We had the good fortune of connecting with Arpe Asaturyan and we’ve shared our conversation below.
Hi Arpe, how do you think about risk?
The idea of risk taking has such a negative connotation to it, I like to think its just a choice either stay put or move forward. I guess I have always been a “move forward” type of person, trying to find the next way I can do the most with what I know I can provide. I left steady community clinical work to open my private practice, which was scary because it was a new world I had no idea about. I figured I’ve built successful programs for other companies, overseen projects with several staff, why can’t I do the same for myself. Once I had built my practice, I started to coach other therapists to do the same, now I have 2 office branches with staff and continuing to grow. Last year, a war broke out in Armenia – my native country- knowing how much trauma the soldiers would be going through and the rest of the country itself, again I decided to move forward and volunteer to go there and help. I started doing trauma work with severely wounded soldiers as well as families that were displaced during the war. I quickly realized the lack of mental health services, overall awareness, and systematic issues that were preventing people from accessing care. I decided to develop a nonprofit, called Frontline Therapists, and now we provide emergency mental health services, trainings for local professionals, both individual and group work, alternative therapeutic approaches and more all in Armenia. I believe if you have the skill set, knowledge and experience, leverage those and keep moving forward. We all hold the power within us to create and be successful, we just need to believe it.
Can you give our readers an introduction to your business? Maybe you can share a bit about what you do and what sets you apart from others?
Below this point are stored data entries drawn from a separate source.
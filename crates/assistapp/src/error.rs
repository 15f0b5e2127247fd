use thiserror::Error;

#[derive(Error, Debug)]
pub enum AssistError {
    #[error("Record not found: {0}")]
    NotFound(String),

    #[error("Invalid record: {0}")]
    Validation(String),

    #[error("IO error: {0}")]
    Io(#[from] std::io::Error),

    #[error("Config error: {0}")]
    Config(String),

    #[error("Api Error: {0}")]
    Api(String),
}

impl AssistError {
    pub fn invalid(reason: impl Into<String>) -> Self {
        AssistError::Validation(reason.into())
    }
}

pub type Result<T> = std::result::Result<T, AssistError>;
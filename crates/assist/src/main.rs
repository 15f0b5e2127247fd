//! # assist
//!
//! The binary is intentionally thin: the CLI lives in `src/cli/`, and this
//! file only invokes `cli::run()` and handles process termination.
//!
//! ```text
//! ┌──────────────────────────────────────────────┐
//! │  CLI (crates/assist/src/cli/)                │
//! │  clap parsing, dispatch, rendering, logging  │
//! └──────────────────────────────────────────────┘
//!                       │
//!                       ▼
//! ┌──────────────────────────────────────────────┐
//! │  assistapp::api::AssistApi                   │
//! │  selectors parsed, structured results        │
//! └──────────────────────────────────────────────┘
//!                       │
//!                       ▼
//! ┌──────────────────────────────────────────────┐
//! │  assistapp::commands / store / analytics     │
//! │  UI-agnostic logic over plain-text files     │
//! └──────────────────────────────────────────────┘
//! ```

mod cli;

fn main() {
    if let Err(e) = cli::run() {
        eprintln!("Error: {}", e);
        std::process::exit(1);
    }
}
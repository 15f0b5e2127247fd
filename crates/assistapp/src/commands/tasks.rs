use super::{delete_positions, nothing_to_change, require_positions, CmdMessage, CmdResult};
use crate::error::Result;
use crate::index::{DisplayRecord, Position};
use crate::model::task::DEFAULT_PRIORITY;
use crate::model::{Task, TaskPatch};
use crate::query::Query;
use crate::store::backend::LineBackend;
use crate::store::{Patch, RecordStore};

pub fn add<B: LineBackend>(
    store: &mut RecordStore<Task, B>,
    content: &str,
    priority: Option<u8>,
) -> Result<CmdResult<Task>> {
    let task = Task::new(content, priority.unwrap_or(DEFAULT_PRIORITY));
    let position = store.add(task.clone())?;

    let mut result = CmdResult::default();
    result.add_message(CmdMessage::success(format!(
        "Task added at {}: {}",
        position, task.content
    )));
    result.affected.push(DisplayRecord::new(position, task));
    Ok(result)
}

/// All tasks, or only the open ones. Positions stay canonical either way.
pub fn list<B: LineBackend>(store: &RecordStore<Task, B>, pending_only: bool) -> CmdResult<Task> {
    let query = if pending_only {
        Query::filter().exact("status", Some("pending"))
    } else {
        Query::filter()
    };
    CmdResult::default().with_listed(query.apply(store.snapshot()))
}

pub fn done<B: LineBackend>(
    store: &mut RecordStore<Task, B>,
    positions: &[Position],
) -> Result<CmdResult<Task>> {
    require_positions(store, positions)?;

    let mut result = CmdResult::default();
    for &position in positions {
        let patch = TaskPatch {
            completed: Some(true),
            ..Default::default()
        };
        let position = store.update(position, patch)?;
        if let Some(task) = store.get(position) {
            result.add_message(CmdMessage::success(format!(
                "Completed {}: {}",
                position, task.content
            )));
            result.affected.push(DisplayRecord::new(position, task.clone()));
        }
    }
    Ok(result)
}

pub fn edit<B: LineBackend>(
    store: &mut RecordStore<Task, B>,
    position: Position,
    patch: TaskPatch,
) -> Result<CmdResult<Task>> {
    if patch.is_empty() {
        return Err(nothing_to_change());
    }
    let moved_to = store.update(position, patch)?;

    let mut result = CmdResult::default();
    if let Some(task) = store.get(moved_to) {
        let message = if moved_to == position {
            format!("Updated {}: {}", position, task.content)
        } else {
            format!("Updated {} (now {}): {}", position, moved_to, task.content)
        };
        result.add_message(CmdMessage::success(message));
        result.affected.push(DisplayRecord::new(moved_to, task.clone()));
    }
    Ok(result)
}

pub fn delete<B: LineBackend>(
    store: &mut RecordStore<Task, B>,
    positions: &[Position],
) -> Result<CmdResult<Task>> {
    delete_positions(store, positions, |t| t.content.clone())
}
One of the ways different in how I approach the way my practice is run as well as the nonprofit, is that I emphasize on building networks and empowering others to take leadership roles. Since I started my private practice in 2017, I have mentored 12 other therapists and supported them in building their own private practices (for free). Now with Frontline Therapists I am constantly encouraging the therapists on our team to think of ways to reach the community or ideas they feel would help expand mental health awareness and then to start them, create them. I make sure to connect with other providers, agencies, social services, and humanitarian projects to find ways to collaborate and support each others objectives. The only way we can all grow is to support change and encourage new pathways.
Let’s say your best friend was visiting the area and you wanted to show them the best time ever. Where would you take them? Give us a little itinerary – say it was a week long trip, where would you eat, drink, visit, hang out, etc.
My favorite past time is to go cycling around Los Angeles, so I would take them along for the ride and stop my favorite coffee shop along the LA River, go through Griffith Park, and end up at a delicious café for some lunch.
The Shoutout series is all about recognizing that our success and where we are in life is at least somewhat thanks to the efforts, support, mentorship, love and encouragement of others. So is there someone that you want to dedicate your shoutout to?
I am grateful to have met strong successful women throughout my life, who inspired me to always look forward. I’ve been surrounded by women who were the boss, who were the leaders, who were the decision makers, all of whom made sure to share their knowledge and encourage others to do the same. There are too many people to name specifically, from my first job in a window company owned by a woman to all the agencies I worked in filled with leaders who were women. These images have fostered a spirit in me that does not accept gender based limitations.